*What the exercise asks:* Repeat, please, only the lines from the top of the data down to the line with "#[derive(Error, Debug, PartialEq, Eq)]"; include both of those lines.

[Stored dataset items]
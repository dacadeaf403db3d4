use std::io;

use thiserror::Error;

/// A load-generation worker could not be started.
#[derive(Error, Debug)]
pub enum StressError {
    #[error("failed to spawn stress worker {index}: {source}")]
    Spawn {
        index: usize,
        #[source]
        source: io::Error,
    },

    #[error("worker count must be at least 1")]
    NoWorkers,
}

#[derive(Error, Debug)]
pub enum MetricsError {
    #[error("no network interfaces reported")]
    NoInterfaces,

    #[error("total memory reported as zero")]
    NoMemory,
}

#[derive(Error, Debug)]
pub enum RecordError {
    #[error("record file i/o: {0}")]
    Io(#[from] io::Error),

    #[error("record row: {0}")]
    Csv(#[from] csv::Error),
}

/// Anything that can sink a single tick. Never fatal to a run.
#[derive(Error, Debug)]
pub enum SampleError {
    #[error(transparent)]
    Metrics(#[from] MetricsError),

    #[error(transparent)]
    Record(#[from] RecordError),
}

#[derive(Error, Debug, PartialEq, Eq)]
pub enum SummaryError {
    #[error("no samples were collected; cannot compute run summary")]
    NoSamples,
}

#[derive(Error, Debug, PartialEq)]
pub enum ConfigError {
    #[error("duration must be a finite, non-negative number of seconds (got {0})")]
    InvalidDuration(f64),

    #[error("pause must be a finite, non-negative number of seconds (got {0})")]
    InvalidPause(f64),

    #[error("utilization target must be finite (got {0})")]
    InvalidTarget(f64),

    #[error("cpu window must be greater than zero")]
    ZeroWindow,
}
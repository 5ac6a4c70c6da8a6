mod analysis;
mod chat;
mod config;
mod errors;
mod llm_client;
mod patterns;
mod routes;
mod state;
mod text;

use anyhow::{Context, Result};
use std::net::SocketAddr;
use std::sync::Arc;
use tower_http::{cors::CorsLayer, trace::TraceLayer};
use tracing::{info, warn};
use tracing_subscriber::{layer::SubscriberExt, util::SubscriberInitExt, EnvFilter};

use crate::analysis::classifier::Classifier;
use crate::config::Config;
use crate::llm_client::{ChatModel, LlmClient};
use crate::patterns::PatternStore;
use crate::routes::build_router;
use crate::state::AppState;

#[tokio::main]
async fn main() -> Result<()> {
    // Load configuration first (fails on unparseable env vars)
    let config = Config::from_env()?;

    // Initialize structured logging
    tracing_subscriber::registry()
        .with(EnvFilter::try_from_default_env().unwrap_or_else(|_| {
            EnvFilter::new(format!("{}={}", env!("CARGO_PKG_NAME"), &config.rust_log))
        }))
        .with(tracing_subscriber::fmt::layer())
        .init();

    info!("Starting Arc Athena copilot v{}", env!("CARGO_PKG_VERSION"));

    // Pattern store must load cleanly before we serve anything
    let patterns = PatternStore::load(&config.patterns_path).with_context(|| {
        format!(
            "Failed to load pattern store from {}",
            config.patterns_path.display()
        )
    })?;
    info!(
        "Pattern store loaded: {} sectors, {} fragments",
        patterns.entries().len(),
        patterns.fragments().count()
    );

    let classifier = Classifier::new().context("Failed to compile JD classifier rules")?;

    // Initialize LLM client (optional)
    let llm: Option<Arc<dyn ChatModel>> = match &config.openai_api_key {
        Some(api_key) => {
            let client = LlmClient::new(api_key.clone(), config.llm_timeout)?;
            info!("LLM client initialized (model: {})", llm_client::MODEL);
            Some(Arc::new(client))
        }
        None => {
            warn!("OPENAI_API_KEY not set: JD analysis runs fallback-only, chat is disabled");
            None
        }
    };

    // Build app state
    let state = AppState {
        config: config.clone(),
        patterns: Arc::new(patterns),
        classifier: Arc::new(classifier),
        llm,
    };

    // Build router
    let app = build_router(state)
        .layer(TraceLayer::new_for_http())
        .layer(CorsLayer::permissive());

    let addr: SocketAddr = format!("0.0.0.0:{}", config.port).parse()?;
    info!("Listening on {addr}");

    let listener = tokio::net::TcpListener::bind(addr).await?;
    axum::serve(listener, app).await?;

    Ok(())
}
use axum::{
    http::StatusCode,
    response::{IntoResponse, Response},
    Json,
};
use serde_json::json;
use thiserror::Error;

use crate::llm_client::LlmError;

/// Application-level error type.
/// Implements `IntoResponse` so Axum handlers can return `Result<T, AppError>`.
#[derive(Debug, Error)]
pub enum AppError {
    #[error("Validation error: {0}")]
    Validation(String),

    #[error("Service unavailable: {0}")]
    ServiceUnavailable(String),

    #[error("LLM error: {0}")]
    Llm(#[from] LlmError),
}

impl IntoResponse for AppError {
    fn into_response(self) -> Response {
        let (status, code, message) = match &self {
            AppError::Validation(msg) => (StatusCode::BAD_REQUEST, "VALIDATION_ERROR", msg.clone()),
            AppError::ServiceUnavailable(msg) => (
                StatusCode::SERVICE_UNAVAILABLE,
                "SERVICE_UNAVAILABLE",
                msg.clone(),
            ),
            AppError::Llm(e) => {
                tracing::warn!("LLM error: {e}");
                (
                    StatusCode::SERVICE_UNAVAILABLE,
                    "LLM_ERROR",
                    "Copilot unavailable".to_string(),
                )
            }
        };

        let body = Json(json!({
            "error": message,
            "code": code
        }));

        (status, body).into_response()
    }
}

*Exercise output:*
repository dacadeaf403db3d4
use std::io;

use thiserror::Error;

/// A load-generation worker could not be started.
#[derive(Error, Debug)]
pub enum StressError {
    #[error("failed to spawn stress worker {index}: {source}")]
    Spawn {
        index: usize,
        #[source]
        source: io::Error,
    },

    #[error("worker count must be at least 1")]
    NoWorkers,
}

#[derive(Error, Debug)]
pub enum MetricsError {
    #[error("no network interfaces reported")]
    NoInterfaces,

    #[error("total memory reported as zero")]
    NoMemory,
}

#[derive(Error, Debug)]
pub enum RecordError {
    #[error("record file i/o: {0}")]
    Io(#[from] io::Error),

    #[error("record row: {0}")]
    Csv(#[from] csv::Error),
}

/// Anything that can sink a single tick. Never fatal to a run.
#[derive(Error, Debug)]
pub enum SampleError {
    #[error(transparent)]
    Metrics(#[from] MetricsError),

    #[error(transparent)]
    Record(#[from] RecordError),
}

#[derive(Error, Debug, PartialEq, Eq)]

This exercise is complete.